■ Task statement: Return each line of the records holding the string "consent".

■ Input for this task:

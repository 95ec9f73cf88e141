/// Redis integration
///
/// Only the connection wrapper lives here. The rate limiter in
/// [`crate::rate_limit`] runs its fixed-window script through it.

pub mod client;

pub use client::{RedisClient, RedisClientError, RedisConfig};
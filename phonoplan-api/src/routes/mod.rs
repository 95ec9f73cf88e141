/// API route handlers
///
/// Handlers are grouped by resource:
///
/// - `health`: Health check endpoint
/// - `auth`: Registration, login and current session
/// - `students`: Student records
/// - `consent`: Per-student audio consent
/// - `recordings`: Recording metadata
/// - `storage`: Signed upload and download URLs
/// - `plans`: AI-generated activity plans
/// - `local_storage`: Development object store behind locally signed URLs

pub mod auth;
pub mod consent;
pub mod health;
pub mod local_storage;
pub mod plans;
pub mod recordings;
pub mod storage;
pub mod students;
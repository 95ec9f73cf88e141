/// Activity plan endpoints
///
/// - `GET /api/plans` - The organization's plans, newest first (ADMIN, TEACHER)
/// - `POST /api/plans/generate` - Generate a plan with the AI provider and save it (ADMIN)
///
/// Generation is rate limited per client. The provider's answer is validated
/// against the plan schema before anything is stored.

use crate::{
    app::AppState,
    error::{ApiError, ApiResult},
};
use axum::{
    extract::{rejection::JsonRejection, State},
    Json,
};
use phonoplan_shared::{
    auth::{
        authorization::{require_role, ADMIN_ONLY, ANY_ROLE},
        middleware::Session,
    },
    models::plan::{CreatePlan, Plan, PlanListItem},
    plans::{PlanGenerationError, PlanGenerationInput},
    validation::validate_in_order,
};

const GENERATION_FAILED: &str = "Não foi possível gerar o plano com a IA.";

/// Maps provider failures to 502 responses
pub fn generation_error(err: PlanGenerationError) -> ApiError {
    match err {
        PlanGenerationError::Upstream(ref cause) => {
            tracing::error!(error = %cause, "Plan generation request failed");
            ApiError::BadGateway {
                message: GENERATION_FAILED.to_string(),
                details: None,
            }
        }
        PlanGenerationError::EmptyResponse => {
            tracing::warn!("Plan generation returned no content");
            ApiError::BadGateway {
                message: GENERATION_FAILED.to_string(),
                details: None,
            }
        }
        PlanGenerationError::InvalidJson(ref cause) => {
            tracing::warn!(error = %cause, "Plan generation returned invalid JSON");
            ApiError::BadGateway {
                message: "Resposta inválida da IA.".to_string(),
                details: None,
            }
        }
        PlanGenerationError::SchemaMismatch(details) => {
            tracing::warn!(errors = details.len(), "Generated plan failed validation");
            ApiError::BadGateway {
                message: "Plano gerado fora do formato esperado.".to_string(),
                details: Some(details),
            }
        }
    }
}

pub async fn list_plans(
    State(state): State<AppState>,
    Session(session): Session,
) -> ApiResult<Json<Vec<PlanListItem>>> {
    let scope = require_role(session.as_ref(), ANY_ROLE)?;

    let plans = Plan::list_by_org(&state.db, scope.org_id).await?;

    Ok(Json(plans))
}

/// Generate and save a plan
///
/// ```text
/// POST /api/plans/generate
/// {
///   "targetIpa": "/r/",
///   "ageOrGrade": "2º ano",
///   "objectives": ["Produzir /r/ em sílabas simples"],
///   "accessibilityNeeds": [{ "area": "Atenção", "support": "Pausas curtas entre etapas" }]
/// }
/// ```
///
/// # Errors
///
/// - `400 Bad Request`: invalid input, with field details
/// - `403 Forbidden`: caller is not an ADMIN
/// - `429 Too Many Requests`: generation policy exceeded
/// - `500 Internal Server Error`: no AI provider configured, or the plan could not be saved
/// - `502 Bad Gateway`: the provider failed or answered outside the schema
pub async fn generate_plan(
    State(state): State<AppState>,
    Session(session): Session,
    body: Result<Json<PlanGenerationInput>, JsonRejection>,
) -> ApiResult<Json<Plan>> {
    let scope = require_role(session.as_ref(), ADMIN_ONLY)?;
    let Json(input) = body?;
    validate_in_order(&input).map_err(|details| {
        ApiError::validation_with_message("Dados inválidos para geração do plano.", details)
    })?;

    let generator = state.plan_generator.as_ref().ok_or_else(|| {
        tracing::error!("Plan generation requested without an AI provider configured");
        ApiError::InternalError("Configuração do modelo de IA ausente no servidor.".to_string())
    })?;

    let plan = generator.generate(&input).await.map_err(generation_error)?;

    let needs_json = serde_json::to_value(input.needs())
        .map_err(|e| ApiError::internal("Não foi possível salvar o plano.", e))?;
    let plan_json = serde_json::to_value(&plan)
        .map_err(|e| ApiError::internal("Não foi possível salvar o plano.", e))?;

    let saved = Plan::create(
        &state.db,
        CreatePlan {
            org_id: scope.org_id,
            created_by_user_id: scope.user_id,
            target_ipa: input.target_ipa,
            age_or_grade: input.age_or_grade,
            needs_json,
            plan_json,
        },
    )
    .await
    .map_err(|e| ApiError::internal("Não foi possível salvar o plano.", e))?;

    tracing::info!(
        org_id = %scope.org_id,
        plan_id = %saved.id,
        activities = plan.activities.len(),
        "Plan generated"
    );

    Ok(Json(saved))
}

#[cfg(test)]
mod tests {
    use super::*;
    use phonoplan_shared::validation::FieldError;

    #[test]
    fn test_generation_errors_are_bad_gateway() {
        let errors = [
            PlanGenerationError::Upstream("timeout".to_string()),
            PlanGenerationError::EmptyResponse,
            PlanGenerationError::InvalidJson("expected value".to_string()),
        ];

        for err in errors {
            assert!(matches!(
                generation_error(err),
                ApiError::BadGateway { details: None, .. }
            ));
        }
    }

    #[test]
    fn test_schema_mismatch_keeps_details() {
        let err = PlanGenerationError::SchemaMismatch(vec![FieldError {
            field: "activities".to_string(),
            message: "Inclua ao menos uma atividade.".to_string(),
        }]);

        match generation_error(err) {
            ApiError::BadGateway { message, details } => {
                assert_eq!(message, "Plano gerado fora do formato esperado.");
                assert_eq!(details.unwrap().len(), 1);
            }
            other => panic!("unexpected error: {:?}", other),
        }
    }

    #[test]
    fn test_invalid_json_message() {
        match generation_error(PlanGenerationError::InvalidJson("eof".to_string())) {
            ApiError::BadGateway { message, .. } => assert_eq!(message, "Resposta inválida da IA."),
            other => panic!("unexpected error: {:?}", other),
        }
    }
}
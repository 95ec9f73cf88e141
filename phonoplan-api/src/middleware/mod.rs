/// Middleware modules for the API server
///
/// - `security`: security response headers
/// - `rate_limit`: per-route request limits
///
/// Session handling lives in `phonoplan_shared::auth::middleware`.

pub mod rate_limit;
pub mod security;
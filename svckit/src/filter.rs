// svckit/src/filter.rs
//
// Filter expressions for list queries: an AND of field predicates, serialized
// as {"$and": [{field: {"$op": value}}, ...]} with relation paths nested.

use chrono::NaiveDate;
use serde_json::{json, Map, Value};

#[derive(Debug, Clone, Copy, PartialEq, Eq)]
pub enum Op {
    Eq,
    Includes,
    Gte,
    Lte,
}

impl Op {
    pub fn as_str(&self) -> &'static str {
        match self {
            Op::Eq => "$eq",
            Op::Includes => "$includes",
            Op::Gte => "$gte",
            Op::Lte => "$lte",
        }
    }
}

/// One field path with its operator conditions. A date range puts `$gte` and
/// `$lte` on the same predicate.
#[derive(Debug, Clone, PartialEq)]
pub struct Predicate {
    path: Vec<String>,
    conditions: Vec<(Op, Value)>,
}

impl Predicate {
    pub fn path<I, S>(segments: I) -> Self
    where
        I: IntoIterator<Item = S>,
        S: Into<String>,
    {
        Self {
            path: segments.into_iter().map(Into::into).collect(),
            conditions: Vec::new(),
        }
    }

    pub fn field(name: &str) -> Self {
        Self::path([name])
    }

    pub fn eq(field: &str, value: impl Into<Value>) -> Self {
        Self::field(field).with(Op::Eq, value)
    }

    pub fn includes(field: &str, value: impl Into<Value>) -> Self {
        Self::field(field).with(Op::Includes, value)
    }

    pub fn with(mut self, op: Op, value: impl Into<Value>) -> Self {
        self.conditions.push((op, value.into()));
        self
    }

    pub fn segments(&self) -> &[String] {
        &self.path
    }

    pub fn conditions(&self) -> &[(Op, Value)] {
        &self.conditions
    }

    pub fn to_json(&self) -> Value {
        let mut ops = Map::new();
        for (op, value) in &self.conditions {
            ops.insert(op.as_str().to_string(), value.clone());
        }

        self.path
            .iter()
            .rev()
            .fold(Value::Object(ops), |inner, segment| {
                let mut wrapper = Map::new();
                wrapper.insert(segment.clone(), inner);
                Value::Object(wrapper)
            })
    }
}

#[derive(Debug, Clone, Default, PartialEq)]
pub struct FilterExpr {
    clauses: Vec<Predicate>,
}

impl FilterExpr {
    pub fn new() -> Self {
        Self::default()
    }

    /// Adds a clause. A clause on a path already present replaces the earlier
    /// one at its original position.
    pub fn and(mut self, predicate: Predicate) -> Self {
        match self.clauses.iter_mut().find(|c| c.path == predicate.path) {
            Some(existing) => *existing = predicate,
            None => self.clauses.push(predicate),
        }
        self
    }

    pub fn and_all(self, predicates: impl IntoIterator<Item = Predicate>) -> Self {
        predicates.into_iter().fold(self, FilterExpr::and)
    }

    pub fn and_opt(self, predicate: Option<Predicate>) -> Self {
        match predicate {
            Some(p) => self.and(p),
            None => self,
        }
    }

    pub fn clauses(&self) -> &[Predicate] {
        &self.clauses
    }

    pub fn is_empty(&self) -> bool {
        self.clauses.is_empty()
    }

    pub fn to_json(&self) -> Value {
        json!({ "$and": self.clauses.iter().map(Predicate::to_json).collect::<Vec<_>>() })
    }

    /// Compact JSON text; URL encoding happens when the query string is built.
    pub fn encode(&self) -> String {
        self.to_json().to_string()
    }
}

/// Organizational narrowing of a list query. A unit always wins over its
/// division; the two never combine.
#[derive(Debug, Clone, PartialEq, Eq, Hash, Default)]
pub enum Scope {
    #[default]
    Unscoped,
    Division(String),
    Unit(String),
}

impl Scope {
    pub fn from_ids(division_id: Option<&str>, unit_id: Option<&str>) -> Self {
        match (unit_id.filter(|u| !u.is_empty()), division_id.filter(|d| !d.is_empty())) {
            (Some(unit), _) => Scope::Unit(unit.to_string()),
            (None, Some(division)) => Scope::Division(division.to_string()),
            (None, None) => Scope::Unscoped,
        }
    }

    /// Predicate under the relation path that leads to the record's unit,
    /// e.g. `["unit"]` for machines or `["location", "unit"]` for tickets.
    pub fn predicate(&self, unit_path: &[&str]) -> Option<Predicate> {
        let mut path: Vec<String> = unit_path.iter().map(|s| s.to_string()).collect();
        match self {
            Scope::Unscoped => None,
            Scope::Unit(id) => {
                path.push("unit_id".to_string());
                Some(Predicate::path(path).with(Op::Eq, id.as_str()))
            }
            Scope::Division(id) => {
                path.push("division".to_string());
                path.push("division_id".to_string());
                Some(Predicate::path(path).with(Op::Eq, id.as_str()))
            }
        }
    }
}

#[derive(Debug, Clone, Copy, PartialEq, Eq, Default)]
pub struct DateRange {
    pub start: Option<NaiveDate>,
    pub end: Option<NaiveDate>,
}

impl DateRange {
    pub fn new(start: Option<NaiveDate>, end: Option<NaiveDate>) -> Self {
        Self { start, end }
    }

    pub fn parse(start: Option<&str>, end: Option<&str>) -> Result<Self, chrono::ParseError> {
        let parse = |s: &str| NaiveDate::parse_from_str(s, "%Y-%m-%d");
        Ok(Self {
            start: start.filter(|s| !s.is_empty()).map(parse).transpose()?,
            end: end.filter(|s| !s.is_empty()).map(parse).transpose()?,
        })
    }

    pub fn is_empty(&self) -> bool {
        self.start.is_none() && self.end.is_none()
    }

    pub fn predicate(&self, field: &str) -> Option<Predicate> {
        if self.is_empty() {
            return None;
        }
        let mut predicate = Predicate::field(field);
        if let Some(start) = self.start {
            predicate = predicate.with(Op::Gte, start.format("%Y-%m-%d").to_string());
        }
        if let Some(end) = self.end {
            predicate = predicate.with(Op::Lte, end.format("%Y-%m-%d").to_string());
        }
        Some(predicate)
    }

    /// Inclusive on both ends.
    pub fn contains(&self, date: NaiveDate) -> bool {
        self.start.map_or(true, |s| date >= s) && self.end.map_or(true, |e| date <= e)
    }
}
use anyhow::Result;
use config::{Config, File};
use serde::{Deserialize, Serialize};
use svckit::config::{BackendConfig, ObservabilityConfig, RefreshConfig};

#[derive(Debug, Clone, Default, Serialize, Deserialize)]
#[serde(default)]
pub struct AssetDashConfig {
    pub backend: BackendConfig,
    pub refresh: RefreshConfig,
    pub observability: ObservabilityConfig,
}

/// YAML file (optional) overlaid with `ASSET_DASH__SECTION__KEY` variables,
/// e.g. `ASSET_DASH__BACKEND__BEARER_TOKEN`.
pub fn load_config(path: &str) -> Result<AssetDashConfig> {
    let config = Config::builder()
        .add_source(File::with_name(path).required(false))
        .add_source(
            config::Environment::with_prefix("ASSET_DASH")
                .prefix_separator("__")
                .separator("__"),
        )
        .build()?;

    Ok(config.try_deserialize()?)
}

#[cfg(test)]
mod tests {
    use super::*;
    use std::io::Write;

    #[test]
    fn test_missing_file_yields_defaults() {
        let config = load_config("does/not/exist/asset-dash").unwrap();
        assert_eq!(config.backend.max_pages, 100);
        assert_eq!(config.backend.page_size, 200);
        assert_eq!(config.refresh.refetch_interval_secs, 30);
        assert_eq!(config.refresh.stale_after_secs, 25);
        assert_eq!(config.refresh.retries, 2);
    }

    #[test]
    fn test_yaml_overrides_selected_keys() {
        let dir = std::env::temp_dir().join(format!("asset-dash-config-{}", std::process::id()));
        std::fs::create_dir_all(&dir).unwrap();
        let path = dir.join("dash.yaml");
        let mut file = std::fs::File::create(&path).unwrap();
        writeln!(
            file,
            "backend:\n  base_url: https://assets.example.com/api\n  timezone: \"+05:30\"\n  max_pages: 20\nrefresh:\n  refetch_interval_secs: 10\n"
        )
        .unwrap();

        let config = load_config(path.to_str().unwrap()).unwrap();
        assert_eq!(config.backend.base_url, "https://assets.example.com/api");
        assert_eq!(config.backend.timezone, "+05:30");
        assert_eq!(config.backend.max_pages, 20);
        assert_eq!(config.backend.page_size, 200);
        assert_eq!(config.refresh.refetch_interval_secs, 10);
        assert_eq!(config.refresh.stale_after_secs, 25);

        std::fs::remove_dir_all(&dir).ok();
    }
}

■ Output for this exercise:
/// - `consent`: Per-student audio consent
pub mod consent;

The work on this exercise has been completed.